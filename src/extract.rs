use std::fs;
use std::path::{Path, PathBuf};

use anyhow::{Context, Result};
use rayon::prelude::*;
use tracing::{info, warn};

/// Extraction stats returned after completion.
#[derive(Default)]
pub struct ExtractStats {
    pub total: usize,
    pub extracted: usize,
    pub errors: usize,
}

/// Extract text from every PDF in `pdf_dir` into `<stem>.txt` files under
/// `text_dir`. Files are independent, so this is the one stage that fans
/// out across cores.
pub fn run(pdf_dir: &Path, text_dir: &Path) -> Result<ExtractStats> {
    if !pdf_dir.exists() {
        warn!(
            "No PDF directory at {} — run `download` first",
            pdf_dir.display()
        );
        return Ok(ExtractStats::default());
    }
    fs::create_dir_all(text_dir)
        .with_context(|| format!("failed to create {}", text_dir.display()))?;

    let files = collect_pdf_files(pdf_dir)?;
    let extracted = files
        .par_iter()
        .filter(|path| extract_one(path, text_dir))
        .count();

    let stats = ExtractStats {
        total: files.len(),
        extracted,
        errors: files.len() - extracted,
    };
    info!(
        "Extraction done: {} of {} PDFs extracted ({} errors)",
        stats.extracted, stats.total, stats.errors
    );
    Ok(stats)
}

/// All `*.pdf` files in `dir`, sorted by filename.
fn collect_pdf_files(dir: &Path) -> Result<Vec<PathBuf>> {
    let mut files: Vec<PathBuf> = fs::read_dir(dir)
        .with_context(|| format!("failed to read {}", dir.display()))?
        .filter_map(|entry| entry.ok())
        .map(|entry| entry.path())
        .filter(|path| {
            path.extension()
                .map(|ext| ext.eq_ignore_ascii_case("pdf"))
                .unwrap_or(false)
        })
        .collect();
    files.sort();
    Ok(files)
}

fn extract_one(pdf: &Path, text_dir: &Path) -> bool {
    let text = match pdf_extract::extract_text(pdf) {
        Ok(text) => text,
        Err(e) => {
            warn!("Failed to extract text from {}: {}", pdf.display(), e);
            return false;
        }
    };

    let stem = match pdf.file_stem() {
        Some(stem) => stem.to_string_lossy().into_owned(),
        None => return false,
    };
    let out = text_dir.join(format!("{stem}.txt"));
    match fs::write(&out, text) {
        Ok(()) => {
            info!("Extracted {} -> {}.txt", display_name(pdf), stem);
            true
        }
        Err(e) => {
            warn!("Failed to write {}: {}", out.display(), e);
            false
        }
    }
}

fn display_name(path: &Path) -> String {
    path.file_name()
        .map(|n| n.to_string_lossy().into_owned())
        .unwrap_or_else(|| path.display().to_string())
}

// ── Tests ──
//! Best-effort version check and notices for the trivy CLI.
//!
//! At startup the host calls [`UpdateChecker::check_update`], which records
//! the running version and fires a detached request for the latest release
//! details. Near exit the host calls [`notify_updates`] to print warnings,
//! current announcements and an upgrade hint, if the check finished in time.
//! Nothing here can fail or delay the host's own work.

pub mod checker;
pub mod flags;
pub mod identity;
pub mod notice;
pub mod response;
pub mod state;

pub use checker::{CheckRequest, UpdateChecker};
pub use flags::extract_flags;
pub use identity::identify;
pub use notice::{compose_notices, notify_updates, notify_updates_at};
pub use response::{Announcement, UpdateResponse, VersionInfo};
pub use state::UpdateState;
•••
(EXERCISE OBJECTIVE):
Your response should be the lines above from the first to the one containing "let text = match", inclusive, each given exactly.

(OUTPUT BELOW):
filename src/extract.rs
use std::fs;
use std::path::{Path, PathBuf};

use anyhow::{Context, Result};
use rayon::prelude::*;
use tracing::{info, warn};

/// Extraction stats returned after completion.
#[derive(Default)]
pub struct ExtractStats {
    pub total: usize,
    pub extracted: usize,
    pub errors: usize,
}

/// Extract text from every PDF in `pdf_dir` into `<stem>.txt` files under
/// `text_dir`. Files are independent, so this is the one stage that fans
/// out across cores.
pub fn run(pdf_dir: &Path, text_dir: &Path) -> Result<ExtractStats> {
    if !pdf_dir.exists() {
        warn!(
            "No PDF directory at {} — run `download` first",
            pdf_dir.display()
        );
        return Ok(ExtractStats::default());
    }
    fs::create_dir_all(text_dir)
        .with_context(|| format!("failed to create {}", text_dir.display()))?;

    let files = collect_pdf_files(pdf_dir)?;
    let extracted = files
        .par_iter()
        .filter(|path| extract_one(path, text_dir))
        .count();

    let stats = ExtractStats {
        total: files.len(),
        extracted,
        errors: files.len() - extracted,
    };
    info!(
        "Extraction done: {} of {} PDFs extracted ({} errors)",
        stats.extracted, stats.total, stats.errors
    );
    Ok(stats)
}

/// All `*.pdf` files in `dir`, sorted by filename.
fn collect_pdf_files(dir: &Path) -> Result<Vec<PathBuf>> {
    let mut files: Vec<PathBuf> = fs::read_dir(dir)
        .with_context(|| format!("failed to read {}", dir.display()))?
        .filter_map(|entry| entry.ok())
        .map(|entry| entry.path())
        .filter(|path| {
            path.extension()
                .map(|ext| ext.eq_ignore_ascii_case("pdf"))
                .unwrap_or(false)
        })
        .collect();
    files.sort();
    Ok(files)
}

fn extract_one(pdf: &Path, text_dir: &Path) -> bool {
    let text = match pdf_extract::extract_text(pdf) {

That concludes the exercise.